Former congressional candidate, Boise business owner pleads guilty to wire fraud


36-year-old Nicholas Jones of Boise used COVID-19 relief funds for personal use and falsified records in a report to the Federal Elections Commission.

BOISE, Idaho — A Boise business owner and 2020 U.S. House of Representatives candidate pleaded guilty to wire fraud and falsifying records in the U.S. District Court of Idaho.

According to the U.S. Department of Justice, 36-year-old Nicholas Jones used pandemic relief funds for personal use and falsified records in a report to the Federal Elections Commission (FEC) to conceal thousands of dollars of employees’ in-kind contributions. 

Jones received a total of $753,600 in COVID relief funds in 2020 through the Paycheck Protection Program (PPP) and Economic Injury Disaster Loans (EIDL), according to court documents. 

The money was used for Jones’ personal expenses instead of business expenditures. The relief funds were used for Jones’ car payments, life insurance policies and political advertisements.

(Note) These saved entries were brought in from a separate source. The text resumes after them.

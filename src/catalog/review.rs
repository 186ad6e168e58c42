use serde::{Deserialize, Serialize};

#[derive(Clone, Serialize, Deserialize, Debug, PartialEq)]
pub struct Review {
    pub id: String,
    pub fragrance_id: String,
    pub user_name: String,
    pub rating: f64,
    pub longevity: u8,
    pub projection: u8,
    pub title: String,
    pub content: String,
    pub helpful: u32,
    pub date: String,
    pub verified: bool,
}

The small business owner in Boise also had employees work on behalf of his congressional campaign, promising to pay them their normal wages. The employees were paid, in part, with funds Jones’ received through the PPP loan. 

Jones’ committee filed a campaign finance report with the FEC after losing in the primary election. 

According to the U.S. Department of Justice, the report did not include “any in-kind contributions from any entity or individual other than Jones, including the thousands of dollars of in-kind contributions to his campaign in the form of employee time and work.”

Jones faces up to 20 years in prison on each county and will be sentenced at a late date. An investigation by the Federal Bureau of Investigation (FBI) led to the charges.